→ **Problem to solve**
Every entry, from first to last, must be written out exactly.

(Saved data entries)
====

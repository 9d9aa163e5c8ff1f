//! Config domain: tests for parsing and validating motion tuning.

use std::path::Path;

use super::{
    MOTION_CONFIG_PATH, MOTION_SCHEMA_VERSION, MotionConfig, load_motion_config,
    parse_motion_config, validate_config,
};
use crate::movement::{GameLayer, JumpHoldPolicy};

const SAMPLE: &str = r#"
(
    schema_version: 1,
    gravity: 900.0,
    tuning: (
        base_speed: 5.0,
        crouch_speed_factor: 0.5,
        jump_force: 10.0,
        keep_jumping_force: 4.0,
        keep_jumping_duration: 0.5,
        body_mass: 2.0,
        standing_size: (1.0, 2.0),
        ground_probe: (
            origin_offset: (0.0, 0.1),
            max_range: 0.2,
            layers: [Ground],
        ),
        head_probe: (
            origin_offset: (0.0, 0.0),
            max_range: 0.1,
            layers: [Ground, Default],
        ),
        hold_policy: LatestOnly,
        walk_threshold: 0.1,
    ),
)
"#;

// -----------------------------------------------------------------------------
// Parsing tests
// -----------------------------------------------------------------------------

#[test]
fn test_parse_sample_config() {
    let config = parse_motion_config(SAMPLE, "sample.ron").expect("sample parses");

    assert_eq!(config.schema_version, MOTION_SCHEMA_VERSION);
    assert_eq!(config.gravity, 900.0);
    assert_eq!(config.tuning.base_speed, 5.0);
    assert_eq!(config.tuning.body_mass, 2.0);
    assert_eq!(config.tuning.hold_policy, JumpHoldPolicy::LatestOnly);
    assert_eq!(
        config.tuning.head_probe.layers,
        vec![GameLayer::Ground, GameLayer::Default]
    );
    assert!(validate_config(&config).is_empty());
}

#[test]
fn test_parse_error_names_file() {
    let err = parse_motion_config("( schema_version: 1, gravity: )", "broken.ron")
        .expect_err("truncated config must fail");

    assert_eq!(err.file, "broken.ron");
    assert!(err.message.starts_with("Parse error"));
    assert!(err.to_string().starts_with("Failed to load broken.ron"));
}

#[test]
fn test_unknown_schema_version_is_rejected() {
    let text = SAMPLE.replace("schema_version: 1", "schema_version: 7");
    let err = parse_motion_config(&text, "future.ron").expect_err("schema 7 is unsupported");

    assert!(err.message.contains("schema_version 7"));
}

#[test]
fn test_missing_file_reports_io_error() {
    let err = load_motion_config(Path::new("does/not/exist/motion.ron"))
        .expect_err("missing file must fail");

    assert!(err.message.starts_with("IO error"));
}

#[test]
fn test_shipped_config_loads_cleanly() {
    let path = Path::new(env!("CARGO_MANIFEST_DIR")).join(MOTION_CONFIG_PATH);
    let config = load_motion_config(&path).expect("shipped motion.ron parses");

    assert!(validate_config(&config).is_empty());
}

// -----------------------------------------------------------------------------
// Validation tests
// -----------------------------------------------------------------------------

#[test]
fn test_default_config_is_valid() {
    assert!(validate_config(&MotionConfig::default()).is_empty());
}

#[test]
fn test_validation_flags_bad_values() {
    let mut config = MotionConfig::default();
    config.tuning.crouch_speed_factor = 1.5;
    config.tuning.keep_jumping_duration = 0.0;
    config.tuning.standing_size = (30.0, 20.0);
    config.tuning.ground_probe.layers.clear();
    config.tuning.head_probe.max_range = 0.0;

    let fields: Vec<&str> = validate_config(&config).iter().map(|w| w.field).collect();

    assert!(fields.contains(&"crouch_speed_factor"));
    assert!(fields.contains(&"keep_jumping_duration"));
    assert!(fields.contains(&"standing_size"));
    assert!(fields.contains(&"ground_probe"));
    assert!(fields.contains(&"head_probe"));
    assert_eq!(fields.len(), 5);
}

#[test]
fn test_validation_flags_head_probe_height() {
    let mut config = MotionConfig::default();
    config.tuning.head_probe.origin_offset = (3.0, 48.0);

    let warnings = validate_config(&config);
    assert_eq!(warnings.len(), 1);
    assert_eq!(warnings[0].field, "head_probe");
    assert!(warnings[0].message.contains("origin_offset.y"));
}

#[test]
fn test_validation_flags_nan() {
    let mut config = MotionConfig::default();
    config.tuning.body_mass = f32::NAN;

    let warnings = validate_config(&config);
    assert_eq!(warnings.len(), 1);
    assert_eq!(warnings[0].field, "body_mass");
}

====

→ **Written solution**
repository 9d9aa163e5c8ff1f
//! Config domain: tests for parsing and validating motion tuning.

use std::path::Path;

use super::{
    MOTION_CONFIG_PATH, MOTION_SCHEMA_VERSION, MotionConfig, load_motion_config,
    parse_motion_config, validate_config,
};
use crate::movement::{GameLayer, JumpHoldPolicy};

const SAMPLE: &str = r#"
(
    schema_version: 1,
    gravity: 900.0,
    tuning: (
        base_speed: 5.0,
        crouch_speed_factor: 0.5,
        jump_force: 10.0,
        keep_jumping_force: 4.0,
        keep_jumping_duration: 0.5,
        body_mass: 2.0,
        standing_size: (1.0, 2.0),
        ground_probe: (
            origin_offset: (0.0, 0.1),
            max_range: 0.2,
            layers: [Ground],
        ),
        head_probe: (
            origin_offset: (0.0, 0.0),
            max_range: 0.1,
            layers: [Ground, Default],
        ),
        hold_policy: LatestOnly,
        walk_threshold: 0.1,
    ),
)
"#;

// -----------------------------------------------------------------------------
// Parsing tests
// -----------------------------------------------------------------------------

#[test]
fn test_parse_sample_config() {
    let config = parse_motion_config(SAMPLE, "sample.ron").expect("sample parses");

    assert_eq!(config.schema_version, MOTION_SCHEMA_VERSION);
    assert_eq!(config.gravity, 900.0);
    assert_eq!(config.tuning.base_speed, 5.0);
    assert_eq!(config.tuning.body_mass, 2.0);
    assert_eq!(config.tuning.hold_policy, JumpHoldPolicy::LatestOnly);
    assert_eq!(
        config.tuning.head_probe.layers,
        vec![GameLayer::Ground, GameLayer::Default]
    );
    assert!(validate_config(&config).is_empty());
}

#[test]
fn test_parse_error_names_file() {
    let err = parse_motion_config("( schema_version: 1, gravity: )", "broken.ron")
        .expect_err("truncated config must fail");

    assert_eq!(err.file, "broken.ron");
    assert!(err.message.starts_with("Parse error"));
    assert!(err.to_string().starts_with("Failed to load broken.ron"));
}

#[test]
fn test_unknown_schema_version_is_rejected() {
    let text = SAMPLE.replace("schema_version: 1", "schema_version: 7");
    let err = parse_motion_config(&text, "future.ron").expect_err("schema 7 is unsupported");

    assert!(err.message.contains("schema_version 7"));
}

#[test]
fn test_missing_file_reports_io_error() {
    let err = load_motion_config(Path::new("does/not/exist/motion.ron"))
        .expect_err("missing file must fail");

    assert!(err.message.starts_with("IO error"));
}

#[test]
fn test_shipped_config_loads_cleanly() {
    let path = Path::new(env!("CARGO_MANIFEST_DIR")).join(MOTION_CONFIG_PATH);
    let config = load_motion_config(&path).expect("shipped motion.ron parses");

    assert!(validate_config(&config).is_empty());
}

// -----------------------------------------------------------------------------
// Validation tests
// -----------------------------------------------------------------------------

#[test]
fn test_default_config_is_valid() {
    assert!(validate_config(&MotionConfig::default()).is_empty());
}

#[test]
fn test_validation_flags_bad_values() {
    let mut config = MotionConfig::default();
    config.tuning.crouch_speed_factor = 1.5;
    config.tuning.keep_jumping_duration = 0.0;
    config.tuning.standing_size = (30.0, 20.0);
    config.tuning.ground_probe.layers.clear();
    config.tuning.head_probe.max_range = 0.0;

    let fields: Vec<&str> = validate_config(&config).iter().map(|w| w.field).collect();

    assert!(fields.contains(&"crouch_speed_factor"));
    assert!(fields.contains(&"keep_jumping_duration"));
    assert!(fields.contains(&"standing_size"));
    assert!(fields.contains(&"ground_probe"));
    assert!(fields.contains(&"head_probe"));
    assert_eq!(fields.len(), 5);
}

#[test]
fn test_validation_flags_head_probe_height() {
    let mut config = MotionConfig::default();
    config.tuning.head_probe.origin_offset = (3.0, 48.0);

    let warnings = validate_config(&config);
    assert_eq!(warnings.len(), 1);
    assert_eq!(warnings[0].field, "head_probe");
    assert!(warnings[0].message.contains("origin_offset.y"));
}

#[test]
fn test_validation_flags_nan() {
    let mut config = MotionConfig::default();
    config.tuning.body_mass = f32::NAN;

    let warnings = validate_config(&config);
    assert_eq!(warnings.len(), 1);
    assert_eq!(warnings[0].field, "body_mass");
}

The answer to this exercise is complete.